[Extracted data entries]
--- --- ---
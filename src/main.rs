//! Entry point for the **cryptogrid** widget.
//!
//! Takes no command-line arguments: it loads the optional config file,
//! builds the price source on top of the CoinGecko API and hands it to the
//! widget host.
//!
//! When the `widget-gtk` feature is enabled the main thread runs the GLib
//! main loop (GTK4 requires it) and both timers are driven from there.
//! Without the feature, a simple blocking loop fetches and logs instead.

use cryptogrid::api::coingecko::CoinGeckoApi;
use cryptogrid::api::OfflineApi;
use cryptogrid::config::Config;
use cryptogrid::quote::DefaultQuoteTable;
use cryptogrid::refresh::Countdown;
use cryptogrid::source::PriceSource;
use cryptogrid::traits::PriceApi;
use cryptogrid::widget::WidgetState;
use log::{error, info};

/// Resolve the config directory (`$XDG_CONFIG_HOME/cryptogrid`).
fn config_dir() -> std::path::PathBuf {
    let base = std::env::var("XDG_CONFIG_HOME").unwrap_or_else(|_| {
        let home = std::env::var("HOME").unwrap_or_else(|_| "/tmp".into());
        format!("{}/.config", home)
    });
    std::path::PathBuf::from(base).join("cryptogrid")
}

/// Try to load the config from `$XDG_CONFIG_HOME/cryptogrid/config.json`,
/// falling back to compiled-in defaults.
fn load_config() -> Config {
    let path = config_dir().join("config.json");
    match Config::load(&path) {
        Ok(cfg) => {
            info!("loaded config from {}", path.display());
            cfg
        }
        Err(e) => {
            info!("no config file ({}), using defaults", e);
            Config::default()
        }
    }
}

/// Resolve the CSS stylesheet path.
#[cfg(feature = "widget-gtk")]
fn css_path() -> std::path::PathBuf {
    config_dir().join("style.css")
}

//  Main

fn main() {
    env_logger::init();

    let config = load_config();

    let api: Box<dyn PriceApi> = match CoinGeckoApi::new(config.source.api_url.clone()) {
        Ok(api) => {
            info!(
                "tracking {} asset(s) via {}",
                config.source.assets.len(),
                api.url()
            );
            Box::new(api)
        }
        Err(e) => {
            error!("failed to create HTTP client, showing defaults only: {}", e);
            Box::new(OfflineApi(e))
        }
    };

    let source = PriceSource::new(
        api,
        config.source.assets.clone(),
        config.source.cache_window(),
        DefaultQuoteTable::builtin(),
    );
    let state = WidgetState::new(source, Countdown::new(config.refresh.interval()));

    start_event_loop(state, config);
}

//  Event loops

#[cfg(feature = "widget-gtk")]
fn start_event_loop(state: WidgetState<Box<dyn PriceApi>>, config: Config) {
    let platform = cryptogrid::platform::Platform::detect(config.widget.borderless);
    if let Err(e) = cryptogrid::widget::gtk::run_main_loop(
        state,
        config.refresh.interval(),
        &config.widget,
        platform,
        Some(css_path()),
    ) {
        error!("{}", e);
        std::process::exit(1);
    }
}

#[cfg(not(feature = "widget-gtk"))]
fn start_event_loop(mut state: WidgetState<Box<dyn PriceApi>>, config: Config) {
    let interval = config.refresh.interval();
    let (width, height) = (config.widget.width as f64, config.widget.height as f64);
    info!("cryptogrid running headless");
    loop {
        let outcome = state.refresh();
        let commands = state.draw_commands(width, height);
        info!(
            "{:?}: {} quote(s), {} draw command(s)",
            outcome,
            state.source().quotes().len(),
            commands.len()
        );
        for quote in state.source().quotes().sorted_by_price() {
            info!(
                "  {:<4} {:>8} {:>14}",
                quote.symbol,
                cryptogrid::render::format_change(quote.percent_change),
                cryptogrid::render::format_price(quote.price)
            );
        }
        std::thread::sleep(interval);
    }
}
--- --- ---
## [WHAT IS BEING ASKED]
Across the data, pull every line containing the string "PathBuf".

## [TASK ANSWER]
fn config_dir() -> std::path::PathBuf {
    std::path::PathBuf::from(base).join("cryptogrid")
fn css_path() -> std::path::PathBuf {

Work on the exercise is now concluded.